▶ **Try it**: Using the data below, copy out all lines with the word "struct".

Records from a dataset
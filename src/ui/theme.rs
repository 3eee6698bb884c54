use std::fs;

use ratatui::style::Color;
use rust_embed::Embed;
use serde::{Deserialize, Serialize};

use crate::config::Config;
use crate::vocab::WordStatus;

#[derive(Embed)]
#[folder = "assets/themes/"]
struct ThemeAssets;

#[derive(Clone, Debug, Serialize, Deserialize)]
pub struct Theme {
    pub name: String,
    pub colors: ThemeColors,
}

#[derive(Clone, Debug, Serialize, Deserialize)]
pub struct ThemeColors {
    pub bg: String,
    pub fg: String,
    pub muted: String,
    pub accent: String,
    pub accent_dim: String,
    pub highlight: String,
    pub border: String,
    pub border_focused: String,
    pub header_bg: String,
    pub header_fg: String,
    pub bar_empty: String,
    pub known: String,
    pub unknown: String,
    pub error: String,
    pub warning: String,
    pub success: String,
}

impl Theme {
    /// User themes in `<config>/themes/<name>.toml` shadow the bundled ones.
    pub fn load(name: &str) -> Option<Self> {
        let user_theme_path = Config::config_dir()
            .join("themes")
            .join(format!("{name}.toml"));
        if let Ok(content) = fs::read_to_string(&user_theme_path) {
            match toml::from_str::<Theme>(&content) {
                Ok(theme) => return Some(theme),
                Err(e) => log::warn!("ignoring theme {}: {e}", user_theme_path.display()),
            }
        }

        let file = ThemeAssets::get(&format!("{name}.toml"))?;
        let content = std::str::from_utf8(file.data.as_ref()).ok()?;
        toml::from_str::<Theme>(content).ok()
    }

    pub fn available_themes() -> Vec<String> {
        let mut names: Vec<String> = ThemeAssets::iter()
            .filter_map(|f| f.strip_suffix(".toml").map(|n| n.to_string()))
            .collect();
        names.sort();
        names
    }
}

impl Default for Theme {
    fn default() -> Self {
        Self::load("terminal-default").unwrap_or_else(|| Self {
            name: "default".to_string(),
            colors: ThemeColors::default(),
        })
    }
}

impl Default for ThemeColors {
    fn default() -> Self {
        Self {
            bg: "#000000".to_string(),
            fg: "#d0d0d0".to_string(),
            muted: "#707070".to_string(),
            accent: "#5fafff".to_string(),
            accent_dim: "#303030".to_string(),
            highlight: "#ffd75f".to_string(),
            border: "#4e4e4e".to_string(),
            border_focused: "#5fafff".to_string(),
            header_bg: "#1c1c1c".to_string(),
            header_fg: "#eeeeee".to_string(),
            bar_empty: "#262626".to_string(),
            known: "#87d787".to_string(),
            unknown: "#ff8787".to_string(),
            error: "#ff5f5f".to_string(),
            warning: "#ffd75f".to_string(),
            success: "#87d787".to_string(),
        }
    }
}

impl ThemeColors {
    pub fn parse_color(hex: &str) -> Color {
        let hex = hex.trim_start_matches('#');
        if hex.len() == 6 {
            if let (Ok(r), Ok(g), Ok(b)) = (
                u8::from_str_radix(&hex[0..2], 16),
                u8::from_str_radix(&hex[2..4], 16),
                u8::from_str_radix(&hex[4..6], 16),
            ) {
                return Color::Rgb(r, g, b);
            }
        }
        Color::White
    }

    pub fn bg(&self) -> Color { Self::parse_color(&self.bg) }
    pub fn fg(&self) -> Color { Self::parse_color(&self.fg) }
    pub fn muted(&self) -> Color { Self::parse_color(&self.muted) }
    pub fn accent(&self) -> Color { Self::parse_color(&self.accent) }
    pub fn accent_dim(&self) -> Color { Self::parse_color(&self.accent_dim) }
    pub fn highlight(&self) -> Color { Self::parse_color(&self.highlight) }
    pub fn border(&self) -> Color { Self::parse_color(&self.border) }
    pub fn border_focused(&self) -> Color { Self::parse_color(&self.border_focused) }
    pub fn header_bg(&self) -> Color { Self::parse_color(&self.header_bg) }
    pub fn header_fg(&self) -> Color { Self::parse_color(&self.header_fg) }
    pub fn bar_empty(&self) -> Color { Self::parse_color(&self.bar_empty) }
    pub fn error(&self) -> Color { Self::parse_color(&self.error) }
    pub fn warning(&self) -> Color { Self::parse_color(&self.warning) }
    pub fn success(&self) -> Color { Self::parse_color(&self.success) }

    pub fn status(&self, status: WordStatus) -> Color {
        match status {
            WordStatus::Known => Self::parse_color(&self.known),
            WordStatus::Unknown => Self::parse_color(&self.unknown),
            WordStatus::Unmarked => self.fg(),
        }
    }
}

▶ **Solved problem**:
struct ThemeAssets;
pub struct Theme {
pub struct ThemeColors {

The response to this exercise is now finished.